Legas: Since I’m not responsible for making meals, I’d say that a few things I’ve made are memorable for me at least. Le Ding Dong, Rhubarb Tart with Blackcurrant Tea ice cream and Rhubarb Jus, Lavender Crème Brulee, Oh, and this chocolate-hazelnut mousse cake with 16 layers total – all without flour or leavening so it’s ok for less-than-strict Passover seders, that’s amazing.

Chefwatch: What is the most memorable meal you’ve ever eaten? *
Legas: It would have to be one of the meals I had at the French Laundry – but mostly it was a dish. A friend of mine, Lisa Nakamura, was cooking and she made me this dish with hearts of palm standing on end, filled with a “marrow” of beans (imagine this like a hunk of bone) and then a brunoise of vegetables around it and, maybe, it had a truffled sauce. It was just out of this world!

Chefwatch: Who is your favorite chef or place to eat? *
Legas:
Ok, I know that you are looking for person or restaurant here, but really, a simple picnic: bread, wine, cheese, maybe some sausage or salami, and olives on a warm day sitting on a hillside, maybe within sight of the ocean, but with some sort of view. That’s it. That’s heaven.

Chefwatch: What was the most challenging time in your career?
Legas: When I was working at the French Laundry. The hours were long and the people weren’t always treated with respect. And the community at the time was very small and self-focused. It was also the most amazing place to work. Everyone was working for the same goal: it was all about the food, period. I’ve never found that atmosphere again, it’s a really, really rare thing. Mostly I found the personal toll to be the part of the job that was difficult, not the requirements of the job itself. And, without a doubt, I left with admiration and respect for Chef.

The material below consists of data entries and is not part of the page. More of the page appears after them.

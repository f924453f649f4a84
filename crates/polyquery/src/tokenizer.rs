//! Shared nesting- and quote-aware tokenizer.
//!
//! Both the select grammar and the logical-operator grammar split their
//! input on top-level commas; using one scanner for both guarantees
//! identical nesting semantics everywhere.

use serde_json::Value;

/// Split `input` on `sep`, ignoring separators inside parentheses and
/// inside single or double quotes. Empty tokens are dropped.
pub fn split_top_level(input: &str, sep: char) -> Vec<String> {
    let mut tokens = Vec::new();
    let mut current = String::new();
    let mut depth: u32 = 0;
    let mut quote: Option<char> = None;

    for c in input.chars() {
        match quote {
            Some(q) => {
                current.push(c);
                if c == q {
                    quote = None;
                }
            }
            None => match c {
                '\'' | '"' => {
                    quote = Some(c);
                    current.push(c);
                }
                '(' => {
                    depth += 1;
                    current.push(c);
                }
                ')' => {
                    depth = depth.saturating_sub(1);
                    current.push(c);
                }
                _ if c == sep && depth == 0 => {
                    let token = current.trim().to_string();
                    if !token.is_empty() {
                        tokens.push(token);
                    }
                    current.clear();
                }
                _ => current.push(c),
            },
        }
    }

    let token = current.trim().to_string();
    if !token.is_empty() {
        tokens.push(token);
    }
    tokens
}

/// Return the inner text when `s` is fully wrapped in one pair of
/// parentheses, i.e. `(a,b)` -> `a,b`. The closing paren must match the
/// opening one at depth zero.
pub fn strip_outer_parens(s: &str) -> Option<&str> {
    let s = s.trim();
    if !s.starts_with('(') || !s.ends_with(')') || s.len() < 2 {
        return None;
    }
    let mut depth = 0u32;
    let mut quote: Option<char> = None;
    for (i, c) in s.char_indices() {
        match quote {
            Some(q) => {
                if c == q {
                    quote = None;
                }
            }
            None => match c {
                '\'' | '"' => quote = Some(c),
                '(' => depth += 1,
                ')' => {
                    depth = depth.saturating_sub(1);
                    if depth == 0 && i != s.len() - 1 {
                        // closes before the end, not a single outer pair
                        return None;
                    }
                }
                _ => {}
            },
        }
    }
    Some(&s[1..s.len() - 1])
}

/// Split a token of the form `name(body)` into its parts. `name` must be
/// non-empty and the closing paren must be the last character.
pub fn parse_call(token: &str) -> Option<(&str, &str)> {
    let token = token.trim();
    let open = token.find('(')?;
    if open == 0 || !token.ends_with(')') {
        return None;
    }
    let name = &token[..open];
    if !name
        .chars()
        .all(|c| c.is_ascii_alphanumeric() || c == '_' || c == '-')
    {
        return None;
    }
    Some((name, &token[open + 1..token.len() - 1]))
}

/// Strip a single layer of matching quotes, if present.
pub fn strip_quotes(s: &str) -> Option<&str> {
    let s = s.trim();
    if s.len() >= 2
        && ((s.starts_with('"') && s.ends_with('"'))
            || (s.starts_with('\'') && s.ends_with('\'')))
    {
        Some(&s[1..s.len() - 1])
    } else {
        None
    }
}

fn is_int_literal(s: &str) -> bool {
    let digits = s.strip_prefix('-').unwrap_or(s);
    !digits.is_empty() && digits.chars().all(|c| c.is_ascii_digit())
}

fn is_float_literal(s: &str) -> bool {
    match s.strip_prefix('-').unwrap_or(s).split_once('.') {
        Some((int, frac)) => {
            !int.is_empty()
                && !frac.is_empty()
                && int.chars().all(|c| c.is_ascii_digit())
                && frac.chars().all(|c| c.is_ascii_digit())
        }
        None => false,
    }
}

/// Coerce a raw textual value into a typed JSON value.
///
/// Order: literal `null`, booleans, all-digit integers, `digits.digits`
/// floats, quoted strings (unquoted), anything else as the raw string.
pub fn coerce_value(raw: &str) -> Value {
    let raw = raw.trim();
    if raw == "null" {
        return Value::Null;
    }
    if raw == "true" {
        return Value::Bool(true);
    }
    if raw == "false" {
        return Value::Bool(false);
    }
    if is_int_literal(raw) {
        if let Ok(n) = raw.parse::<i64>() {
            return Value::from(n);
        }
    }
    if is_float_literal(raw) {
        if let Ok(n) = raw.parse::<f64>() {
            return Value::from(n);
        }
    }
    if let Some(inner) = strip_quotes(raw) {
        return Value::String(inner.to_string());
    }
    Value::String(raw.to_string())
}

/// Coerce a parenthesized comma-list into an array value, splitting only
/// on top-level commas. A bare scalar becomes a single-element array.
pub fn coerce_set_value(raw: &str) -> Value {
    let inner = strip_outer_parens(raw).unwrap_or(raw);
    let items: Vec<Value> = split_top_level(inner, ',')
        .iter()
        .map(|t| coerce_value(t))
        .collect();
    Value::Array(items)
}

#[cfg(test)]
mod tests {
    use super::*;
    use serde_json::json;

    #[test]
    fn test_split_respects_nesting() {
        assert_eq!(
            split_top_level("a,b(c,d),e", ','),
            vec!["a", "b(c,d)", "e"]
        );
        assert_eq!(
            split_top_level("posts(title,comments(text)),name", ','),
            vec!["posts(title,comments(text))", "name"]
        );
    }

    #[test]
    fn test_split_respects_quotes() {
        assert_eq!(
            split_top_level("name.eq.'a,b',age.gt.5", ','),
            vec!["name.eq.'a,b'", "age.gt.5"]
        );
    }

    #[test]
    fn test_strip_outer_parens() {
        assert_eq!(strip_outer_parens("(a,b)"), Some("a,b"));
        assert_eq!(strip_outer_parens("(a),(b)"), None);
        assert_eq!(strip_outer_parens("a,b"), None);
        assert_eq!(strip_outer_parens("((x))"), Some("(x)"));
    }

    #[test]
    fn test_strip_outer_parens_ignores_quoted_parens() {
        assert_eq!(
            strip_outer_parens(r#"(name.eq."a)b",x.eq.1)"#),
            Some(r#"name.eq."a)b",x.eq.1"#)
        );
        assert_eq!(strip_outer_parens("('(a'),(b)"), None);
    }

    #[test]
    fn test_parse_call() {
        assert_eq!(parse_call("posts(title)"), Some(("posts", "title")));
        assert_eq!(parse_call("look_posts(a,b)"), Some(("look_posts", "a,b")));
        assert_eq!(parse_call("plainfield"), None);
        assert_eq!(parse_call("(a,b)"), None);
    }

    #[test]
    fn test_coercion_ladder() {
        assert_eq!(coerce_value("null"), Value::Null);
        assert_eq!(coerce_value("true"), json!(true));
        assert_eq!(coerce_value("false"), json!(false));
        assert_eq!(coerce_value("25"), json!(25));
        assert_eq!(coerce_value("-3"), json!(-3));
        assert_eq!(coerce_value("3.14"), json!(3.14));
        assert_eq!(coerce_value("'hello'"), json!("hello"));
        assert_eq!(coerce_value("\"w o rld\""), json!("w o rld"));
        assert_eq!(coerce_value("John"), json!("John"));
        // not digits.digits, stays a raw string
        assert_eq!(coerce_value("1.2.3"), json!("1.2.3"));
    }

    #[test]
    fn test_set_coercion_preserves_order() {
        assert_eq!(
            coerce_set_value("(active,pending)"),
            json!(["active", "pending"])
        );
        assert_eq!(coerce_set_value("(1,2,3)"), json!([1, 2, 3]));
        // commas inside quotes stay inside one element
        assert_eq!(coerce_set_value("('a,b',c)"), json!(["a,b", "c"]));
    }
}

Chefwatch: If money, time and manpower were no object what menu would you create?
Legas: Hmmmmm…..

Chefwatch: What one piece of advice would you give to cooks who are just starting out that you wish somebody had told you?
Legas: On a practical level: I wish someone had actually taken the time to teach me how to roll dough. Honest. There are plenty of descriptions of it, but no one bothers to explain the why and how of it.

On a more philosophical level: just take responsibility for your job and your actions. Sweeping things under the rug gets you nowhere – just up and say “I fucked up, I know it, how do I fix it?” Man, if more people did that, kitchens would be much more reasonable places.

Chefwatch: What piece of advice would you give to home cooks out there?
Legas: Trust your gut, not the cookbook.

Chefwatch: Any future plans that you would like to share with us?
Legas: I’ll let you know if I get the job…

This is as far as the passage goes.